I’ve always preferred Beckett’s prose to his plays. Waiting for Godot is a trifle next to the great weight of Molloy. His late writing is so rarefied that confining it to dialogue (or monologue), as in Worstward Ho, leaves it hobbled and weakened. Even the mighty Ham of Endgame, probably my favorite of the plays, seems small in comparison to the titular Unnameable. Now I see this distinction as less important than a turn that happened somewhere in the four years between How It Is and “Ping.”

More precisely, it came between the more conventional “Enough” and “Ping.” One year apart, “Enough” is downright conventional and narrative, while “Ping” is one of the earliest flowerings of Beckett’s final disconnection from anything resembling a recognizeable consciousness. But since How It Is is a greater and more radical work than “Enough,” I’ll stick with it.

The pathos of How It Is and its story of people and sacks and mud is in its first line:

how it was I quote before Pim with Pim after Pim how it is three parts I say it as I hear it
In all the permutations of the phrase, Beckett is attached to this temporal sequence, and the three parts of the book are literally before, with, and after. The narrator does battle with this sequence as he is imprisoned in it, but the phenomenal reality of it is everpresent.

The slow reveal of “Ping,” in contrast, ends up as nothing but a scene. There have been attempts made to construct a narrative, but I think these are fundamentally flawed. From the first sentence on, the text presents a frozen situation:

All known all white bare white body fixed one yard legs joined like sewn. Light heat white floor one square yard never seen. White walls one yard by two white ceiling one square yard never seen. Bare white body fixed only the eyes only just.
Particularly with regard to color, the narrator’s perceptions change, but any hint of a sequence collapses back into the “shining white infinite” by the end of the piece. That infinite is as timeless as it is senseless, and Beckett enacts an erasure of time over the four pages of text.
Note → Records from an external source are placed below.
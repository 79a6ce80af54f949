//! Common utilities for Kubernetes resource generation
//!
//! This module holds the labeling contract consumed by external tooling
//! (label and annotation keys, instance and volume naming) and the helpers
//! every generator uses to stamp ownership onto child resources.

use std::collections::BTreeMap;
use std::fmt;

use k8s_openapi::apimachinery::pkg::apis::meta::v1::OwnerReference;
use kube::ResourceExt;

use crate::crd::PostgresCluster;

/// API version for PostgresCluster CRD
pub const API_VERSION: &str = "postgres-operator.smoketurner.com/v1alpha1";

/// Kind for PostgresCluster CRD
pub const KIND: &str = "PostgresCluster";

/// Operator field manager name for server-side apply
pub const FIELD_MANAGER: &str = "postgres-topology-operator";

/// Label and annotation keys
pub mod keys {
    pub const CLUSTER: &str = "postgres-operator.smoketurner.com/cluster";
    pub const INSTANCE_NAME: &str = "postgres-operator.smoketurner.com/instance-name";
    pub const INSTANCE_ROLE: &str = "postgres-operator.smoketurner.com/role";
    pub const PVC_ROLE: &str = "postgres-operator.smoketurner.com/pvc-role";
    pub const TABLESPACE_NAME: &str = "postgres-operator.smoketurner.com/tablespace-name";
    pub const JOB_ROLE: &str = "postgres-operator.smoketurner.com/job-role";

    pub const PVC_STATUS: &str = "postgres-operator.smoketurner.com/pvc-status";
    pub const FALLBACK_ELIGIBLE: &str = "postgres-operator.smoketurner.com/fallback-eligible";
    pub const JOB_ATTEMPT: &str = "postgres-operator.smoketurner.com/job-attempt";
    pub const POD_SPEC_HASH: &str = "postgres-operator.smoketurner.com/pod-spec-hash";
    pub const HIBERNATION: &str = "postgres-operator.smoketurner.com/hibernation";
    pub const HIBERNATION_CLUSTER_MANIFEST: &str =
        "postgres-operator.smoketurner.com/hibernation-cluster-manifest";
    pub const HIBERNATION_PG_CONTROLDATA: &str =
        "postgres-operator.smoketurner.com/hibernation-pgcontroldata";
    /// Cluster annotation: JSON list of fenced instances, `"*"` fences all
    pub const FENCED_INSTANCES: &str = "postgres-operator.smoketurner.com/fenced-instances";
    /// Pod annotation the instance agent stops PostgreSQL on
    pub const FENCED: &str = "postgres-operator.smoketurner.com/fenced";
}

/// Role of an instance as published on its pod
#[derive(Clone, Copy, Debug, PartialEq, Eq, Hash)]
pub enum InstanceRole {
    Primary,
    Replica,
}

impl InstanceRole {
    pub fn as_str(&self) -> &'static str {
        match self {
            InstanceRole::Primary => "primary",
            InstanceRole::Replica => "replica",
        }
    }

    pub fn parse(value: &str) -> Option<Self> {
        match value {
            "primary" => Some(InstanceRole::Primary),
            "replica" => Some(InstanceRole::Replica),
            _ => None,
        }
    }
}

impl fmt::Display for InstanceRole {
    fn fmt(&self, f: &mut fmt::Formatter<'_>) -> fmt::Result {
        f.write_str(self.as_str())
    }
}

/// Role of a managed volume
#[derive(Clone, Debug, PartialEq, Eq, Hash, PartialOrd, Ord)]
pub enum PvcRole {
    Data,
    Wal,
    Tablespace(String),
}

impl PvcRole {
    /// Value stored in the `pvc-role` label
    pub fn label_value(&self) -> &'static str {
        match self {
            PvcRole::Data => "pg-data",
            PvcRole::Wal => "pg-wal",
            PvcRole::Tablespace(_) => "pg-tablespace",
        }
    }

    /// Rebuild the role from the `pvc-role` and `tablespace-name` labels
    pub fn from_labels(labels: &BTreeMap<String, String>) -> Option<Self> {
        match labels.get(keys::PVC_ROLE).map(String::as_str) {
            Some("pg-data") => Some(PvcRole::Data),
            Some("pg-wal") => Some(PvcRole::Wal),
            Some("pg-tablespace") => labels
                .get(keys::TABLESPACE_NAME)
                .map(|name| PvcRole::Tablespace(name.clone())),
            _ => None,
        }
    }

    /// Name of the claim holding this role for an instance
    pub fn pvc_name(&self, instance: &str) -> String {
        match self {
            PvcRole::Data => instance.to_string(),
            PvcRole::Wal => format!("{instance}-wal"),
            PvcRole::Tablespace(name) => format!("{instance}-tbs-{name}"),
        }
    }
}

impl fmt::Display for PvcRole {
    fn fmt(&self, f: &mut fmt::Formatter<'_>) -> fmt::Result {
        match self {
            PvcRole::Tablespace(name) => write!(f, "pg-tablespace:{name}"),
            other => f.write_str(other.label_value()),
        }
    }
}

/// Name of the instance holding `ordinal`
pub fn instance_name(cluster_name: &str, ordinal: u32) -> String {
    format!("{cluster_name}-{ordinal}")
}

/// Ordinal encoded in an instance name, if it belongs to the cluster
pub fn instance_ordinal(cluster_name: &str, instance: &str) -> Option<u32> {
    instance
        .strip_prefix(cluster_name)?
        .strip_prefix('-')?
        .parse()
        .ok()
        .filter(|ordinal| *ordinal > 0)
}

/// Generate an owner reference for a PostgresCluster
///
/// This ensures that all child resources are properly owned by the cluster
/// and will be garbage collected when the cluster is deleted.
pub fn owner_reference(cluster: &PostgresCluster) -> OwnerReference {
    OwnerReference {
        api_version: API_VERSION.to_string(),
        kind: KIND.to_string(),
        name: cluster.name_any(),
        uid: cluster.metadata.uid.clone().unwrap_or_default(),
        controller: Some(true),
        block_owner_deletion: Some(true),
    }
}

/// Generate standard labels for all resources belonging to a PostgresCluster
pub fn standard_labels(cluster_name: &str) -> BTreeMap<String, String> {
    BTreeMap::from([
        (
            "app.kubernetes.io/name".to_string(),
            cluster_name.to_string(),
        ),
        (
            "app.kubernetes.io/component".to_string(),
            "postgresql".to_string(),
        ),
        (
            "app.kubernetes.io/managed-by".to_string(),
            FIELD_MANAGER.to_string(),
        ),
        (keys::CLUSTER.to_string(), cluster_name.to_string()),
    ])
}

/// Labels shared by every object tied to one instance
pub fn instance_labels(cluster_name: &str, instance: &str) -> BTreeMap<String, String> {
    let mut labels = standard_labels(cluster_name);
    labels.insert(keys::INSTANCE_NAME.to_string(), instance.to_string());
    labels
}

/// Label selector matching every managed object of a cluster
pub fn cluster_selector(cluster_name: &str) -> String {
    format!("{}={}", keys::CLUSTER, cluster_name)
}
Beckett’s earlier work ran in circles, but from “Ping” on, it runs in place.

The effect is obsessively refined, but with the elimination of time, if only a before/during/after sequence, the text loses some very dear things: memory, anticipation, unknowing, speculation, forgetfulness. What remains is hopelessly precise, but misses the first principles of fiction; this is where I draw the line between fiction and pure, amorphous prose.

10 March 2006, 00:24 |

Comments

  1. This is nice, Mr W. Though I do find small chunks of the plays very comforting: coming from a horribly Irish background, 'You cried for night - it falls. Now cry in darkness,' has been consoling in the face of emotional blackmail, as it is exactly what my mother does, and apparently Beckett's mother was something like that also. It is those sudden stabs of reality pulsing through the apparent purity that get me right in. He is astonishingly 'grounded', one might say. Also his remark to the biographer Knowlson, 'Why do people say my work is depressing? Can't they see it all around them? (Gestures to the world outside the bus) La detresse....'(I'm paraphrasing this, I don't own the volume).
    Must get to grips with the prose sometime soon. But in the meantime the plays will do for me.